### MATERIAL TO PROCESS

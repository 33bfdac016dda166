use axum::{
    Json, extract::State, extract::rejection::JsonRejection, http::StatusCode,
    response::IntoResponse,
};
use serde::Deserialize;

use crate::modules::cost_items::core::selection::RecordSelection;
use crate::modules::cost_items::use_cases::errors::ApplicationError;
use crate::shell::state::AppState;

#[derive(Deserialize)]
pub struct DeleteCostItemBody {
    pub item_id: String,
    pub row_index: u32,
}

pub async fn handle(
    State(state): State<AppState>,
    body: Result<Json<DeleteCostItemBody>, JsonRejection>,
) -> impl IntoResponse {
    let Json(body) = match body {
        Ok(b) => b,
        Err(_) => return StatusCode::UNPROCESSABLE_ENTITY.into_response(),
    };

    let selection = RecordSelection {
        item_id: body.item_id,
        row_index: body.row_index,
    };

    match state.delete_handler.handle(selection).await {
        Ok(()) => StatusCode::OK.into_response(),
        Err(ApplicationError::Selection(err)) => {
            (StatusCode::CONFLICT, err.to_string()).into_response()
        }
        Err(_) => StatusCode::INTERNAL_SERVER_ERROR.into_response(),
    }
}
//! Members and their roles.

use std::fmt;
use std::str::FromStr;

use serde::{Deserialize, Serialize};

use crate::error::CommunityError;

/// Site role of a member.
#[derive(Debug, Clone, Copy, PartialEq, Eq, Serialize, Deserialize)]
#[serde(rename_all = "lowercase")]
pub enum Role {
    Administrator,
    Editor,
    Author,
    Contributor,
    Subscriber,
}

impl Role {
    /// Returns the lowercase role name.
    pub fn as_str(self) -> &'static str {
        match self {
            Role::Administrator => "administrator",
            Role::Editor => "editor",
            Role::Author => "author",
            Role::Contributor => "contributor",
            Role::Subscriber => "subscriber",
        }
    }

    /// Whether the role may manage profile fields and other members' avatars.
    pub fn can_moderate(self) -> bool {
        matches!(self, Role::Administrator | Role::Editor)
    }
}

impl fmt::Display for Role {
    fn fmt(&self, f: &mut fmt::Formatter<'_>) -> fmt::Result {
        f.write_str(self.as_str())
    }
}

impl FromStr for Role {
    type Err = CommunityError;

    fn from_str(s: &str) -> Result<Self, Self::Err> {
        match s.trim().to_ascii_lowercase().as_str() {
            "administrator" => Ok(Role::Administrator),
            "editor" => Ok(Role::Editor),
            "author" => Ok(Role::Author),
            "contributor" => Ok(Role::Contributor),
            "subscriber" => Ok(Role::Subscriber),
            other => Err(CommunityError::invalid(
                "role",
                format!("unknown role '{}'", other),
            )),
        }
    }
}

/// A registered member.
#[derive(Debug, Clone, PartialEq, Eq)]
pub struct Member {
    /// Member id
    pub id: u64,
    /// Display name
    pub name: String,
    /// Site role
    pub role: Role,
    /// Bearer token identifying the member on API requests
    pub token: String,
}

impl Member {
    /// Whether this member holds the moderation capability.
    pub fn can_moderate(&self) -> bool {
        self.role.can_moderate()
    }

    /// Whether this member may change the avatar of `member_id`.
    pub fn can_edit_member(&self, member_id: u64) -> bool {
        self.id == member_id || self.can_moderate()
    }
}

#[cfg(test)]
mod tests {
    use super::*;

    fn member(id: u64, role: Role) -> Member {
        Member {
            id,
            name: format!("member-{}", id),
            role,
            token: format!("token-{}", id),
        }
    }

    #[test]
    fn test_role_parsing_is_case_insensitive() {
        assert_eq!("Administrator".parse::<Role>().unwrap(), Role::Administrator);
        assert_eq!(" subscriber ".parse::<Role>().unwrap(), Role::Subscriber);
        assert!("owner".parse::<Role>().is_err());
    }

    #[test]
    fn test_moderation_capability() {
        assert!(Role::Administrator.can_moderate());
        assert!(Role::Editor.can_moderate());
        assert!(!Role::Author.can_moderate());
        assert!(!Role::Subscriber.can_moderate());
    }

    #[test]
    fn test_can_edit_member() {
        let subscriber = member(2, Role::Subscriber);
        assert!(subscriber.can_edit_member(2));
        assert!(!subscriber.can_edit_member(3));

        let admin = member(1, Role::Administrator);
        assert!(admin.can_edit_member(3));
    }
}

### EXERCISE AIM
Would you return all of the material exactly as written?

### WORKED SOLUTION
repository 33bfdac016dda166
use axum::{
    Json, extract::State, extract::rejection::JsonRejection, http::StatusCode,
    response::IntoResponse,
};
use serde::Deserialize;

use crate::modules::cost_items::core::selection::RecordSelection;
use crate::modules::cost_items::use_cases::errors::ApplicationError;
use crate::shell::state::AppState;

#[derive(Deserialize)]
pub struct DeleteCostItemBody {
    pub item_id: String,
    pub row_index: u32,
}

pub async fn handle(
    State(state): State<AppState>,
    body: Result<Json<DeleteCostItemBody>, JsonRejection>,
) -> impl IntoResponse {
    let Json(body) = match body {
        Ok(b) => b,
        Err(_) => return StatusCode::UNPROCESSABLE_ENTITY.into_response(),
    };

    let selection = RecordSelection {
        item_id: body.item_id,
        row_index: body.row_index,
    };

    match state.delete_handler.handle(selection).await {
        Ok(()) => StatusCode::OK.into_response(),
        Err(ApplicationError::Selection(err)) => {
            (StatusCode::CONFLICT, err.to_string()).into_response()
        }
        Err(_) => StatusCode::INTERNAL_SERVER_ERROR.into_response(),
    }
}
//! Members and their roles.

use std::fmt;
use std::str::FromStr;

use serde::{Deserialize, Serialize};

use crate::error::CommunityError;

/// Site role of a member.
#[derive(Debug, Clone, Copy, PartialEq, Eq, Serialize, Deserialize)]
#[serde(rename_all = "lowercase")]
pub enum Role {
    Administrator,
    Editor,
    Author,
    Contributor,
    Subscriber,
}

impl Role {
    /// Returns the lowercase role name.
    pub fn as_str(self) -> &'static str {
        match self {
            Role::Administrator => "administrator",
            Role::Editor => "editor",
            Role::Author => "author",
            Role::Contributor => "contributor",
            Role::Subscriber => "subscriber",
        }
    }

    /// Whether the role may manage profile fields and other members' avatars.
    pub fn can_moderate(self) -> bool {
        matches!(self, Role::Administrator | Role::Editor)
    }
}

impl fmt::Display for Role {
    fn fmt(&self, f: &mut fmt::Formatter<'_>) -> fmt::Result {
        f.write_str(self.as_str())
    }
}

impl FromStr for Role {
    type Err = CommunityError;

    fn from_str(s: &str) -> Result<Self, Self::Err> {
        match s.trim().to_ascii_lowercase().as_str() {
            "administrator" => Ok(Role::Administrator),
            "editor" => Ok(Role::Editor),
            "author" => Ok(Role::Author),
            "contributor" => Ok(Role::Contributor),
            "subscriber" => Ok(Role::Subscriber),
            other => Err(CommunityError::invalid(
                "role",
                format!("unknown role '{}'", other),
            )),
        }
    }
}

/// A registered member.
#[derive(Debug, Clone, PartialEq, Eq)]
pub struct Member {
    /// Member id
    pub id: u64,
    /// Display name
    pub name: String,
    /// Site role
    pub role: Role,
    /// Bearer token identifying the member on API requests
    pub token: String,
}

impl Member {
    /// Whether this member holds the moderation capability.
    pub fn can_moderate(&self) -> bool {
        self.role.can_moderate()
    }

    /// Whether this member may change the avatar of `member_id`.
    pub fn can_edit_member(&self, member_id: u64) -> bool {
        self.id == member_id || self.can_moderate()
    }
}

#[cfg(test)]
mod tests {
    use super::*;

    fn member(id: u64, role: Role) -> Member {
        Member {
            id,
            name: format!("member-{}", id),
            role,
            token: format!("token-{}", id),
        }
    }

    #[test]
    fn test_role_parsing_is_case_insensitive() {
        assert_eq!("Administrator".parse::<Role>().unwrap(), Role::Administrator);
        assert_eq!(" subscriber ".parse::<Role>().unwrap(), Role::Subscriber);
        assert!("owner".parse::<Role>().is_err());
    }

    #[test]
    fn test_moderation_capability() {
        assert!(Role::Administrator.can_moderate());
        assert!(Role::Editor.can_moderate());
        assert!(!Role::Author.can_moderate());
        assert!(!Role::Subscriber.can_moderate());
    }

    #[test]
    fn test_can_edit_member() {
        let subscriber = member(2, Role::Subscriber);
        assert!(subscriber.can_edit_member(2));
        assert!(!subscriber.can_edit_member(3));

        let admin = member(1, Role::Administrator);
        assert!(admin.can_edit_member(3));
    }
}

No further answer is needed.